Monday 20 April 2020 12:23, UK
Governments in a crisis often face media coverage they believe is unfair or hostile.
If they think they have a strong case, a minister may be fielded onto the airwaves to defend a policy; or officials may hit the phones to offer counter-briefings to put their side forward.
What political journalists haven't seen before - I've covered politics for eight years, but colleagues who have done so for 20 years say the same - is a 2,100-word detailed rebuttal of a newspaper article of the sort produced last night.
Published on the government website, and duly tweeted out by departments and Conservative MPs, is a blistering response to the highly critical investigation by the Sunday Times into the "lost" first five weeks of the coronavirus crisis.
In it, a government spokesman attacks "a series of falsehoods and errors" which they say "actively misrepresents the enormous amount of work which was going on in government at the earliest stages" and describing some of the claims as "sloppy and unscientific".
Several officials are understood to have been involved in drafting it, one insider telling me the government could not allow "falsehoods like that to go unanswered".
It is the second one of these rebuttals within just two days, after 2,900 words were issued on Saturday in response to a Financial Times article describing procurement of ventilators based on "muddled thinking and political egotism".
The article was not even on the newspaper's front page, and the rebuttal did not just respond to the article itself, but what the government claimed were "inaccurate claims and assertions" in an accompanying Twitter thread by the journalist.
It's a far cry from Donald Trump's tweets about the fake news media, but seems to betray a nervy mood at the centre, against what those inside government see as hatchet jobs by sections of the media.
The government response to the Sunday Times article does not resolve the truth or otherwise of some of the claims the journalists make, including that the scientific establishment treated COVID-19 as a flu pandemic - hence the early discussion of "herd immunity" - until modelling based on death rates in Italy swung the balance towards a lockdown.
Much of the anger is focused at the accusation that the prime minister personally was guilty of dereliction of duty by missing five Cobra meetings in the early stages of the crisis.

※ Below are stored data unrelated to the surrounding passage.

use std::collections::HashSet;

use kemet_core::RepoRecord;
use tracing::debug;

use crate::keywords::KeywordTable;

/// Infer a repository's programming language from its description, topics,
/// and filenames.
///
/// Builds a candidate word set — the lowercased description split on
/// whitespace plus the lowercased topics split on commas — then walks the
/// keyword table in document order. For each entry, identifiers are first
/// checked for exact membership in the candidate set, then filenames are
/// checked for a suffix match against any identifier. The first hit wins and
/// short-circuits the whole walk; there is no scoring across languages.
///
/// Topics split on commas, not whitespace, so a multi-word topic stays a
/// single token distinct from description words.
///
/// Returns `None` when the description, topics, or filename list is absent
/// (no partial detection), or when the table is exhausted without a match.
///
/// # Examples
///
/// ```
/// use kemet_core::RepoRecord;
/// use kemet_detect::{detect_language, KeywordTable};
///
/// let table = KeywordTable::from_json_str(
///     r#"{"Python": ["python", ".py"], "Go": ["golang", ".go"]}"#,
/// )
/// .unwrap();
///
/// let repo = RepoRecord {
///     repo_description: Some("a python tool".into()),
///     topics: Some("".into()),
///     filenames: Some(vec![]),
///     ..RepoRecord::default()
/// };
/// assert_eq!(detect_language(&repo, &table), Some("Python".to_string()));
/// ```
pub fn detect_language(repo: &RepoRecord, table: &KeywordTable) -> Option<String> {
    let (Some(description), Some(topics), Some(filenames)) = (
        repo.repo_description.as_deref(),
        repo.topics.as_deref(),
        repo.filenames.as_deref(),
    ) else {
        return None;
    };

    let description = description.to_lowercase();
    let topics = topics.to_lowercase();

    let mut candidates: HashSet<&str> = description.split_whitespace().collect();
    candidates.extend(topics.split(','));

    for (language, identifiers) in table.iter() {
        for identifier in identifiers {
            if candidates.contains(identifier.as_str()) {
                debug!(language, identifier = identifier.as_str(), "keyword match");
                return Some(language.to_string());
            }
        }

        for filename in filenames {
            if identifiers
                .iter()
                .any(|suffix| filename.ends_with(suffix.as_str()))
            {
                debug!(language, filename = filename.as_str(), "suffix match");
                return Some(language.to_string());
            }
        }
    }

    None
}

This is a fact which was known weeks ago; but the article quotes an "adviser to Downing Street" - which the government's rebuttal makes clear is not the same as a Downing Street special adviser - saying his absence was unusual, and putting it down to the prime minister enjoying a break in the countryside.
The government's response on this point is a furious denial and references the fact that Labour's Alan Johnson chaired Cobra as health secretary during the bird flu pandemic in 2009 which was feared could be deadly in the UK.
Is this a new strategy? Number 10 under Boris Johnson had its early run-ins with the media, with senior political journalists boycotting a briefing in early February because not all colleagues were invited to attend.
Mr Johnson's early media appearances on traditional outlets were relatively infrequent.
But the coronavirus crisis - with daily televised press conferences in which journalists from a wide range of outlets question and scrutinise cabinet ministers - has changed all that.
Officials and ministers know the stakes could not be higher - thrust into an economy-destroying pandemic they could never have predicted just weeks after an election victory based on delivering Brexit and levelling up the country.
Boris Johnson, still convalescing from the virus, is enjoying high public approval ratings and the lockdown is widely supported in polls as a necessary measure.
Nonetheless, the mood can turn quickly, and those at the top of government are painfully aware that their handling of this crisis - no doubt to be picked over in future inquiries - is likely to define his premiership.
Early comments from ministers and scientists are already being picked over. There is a clear reason to get their version of history out straightaway.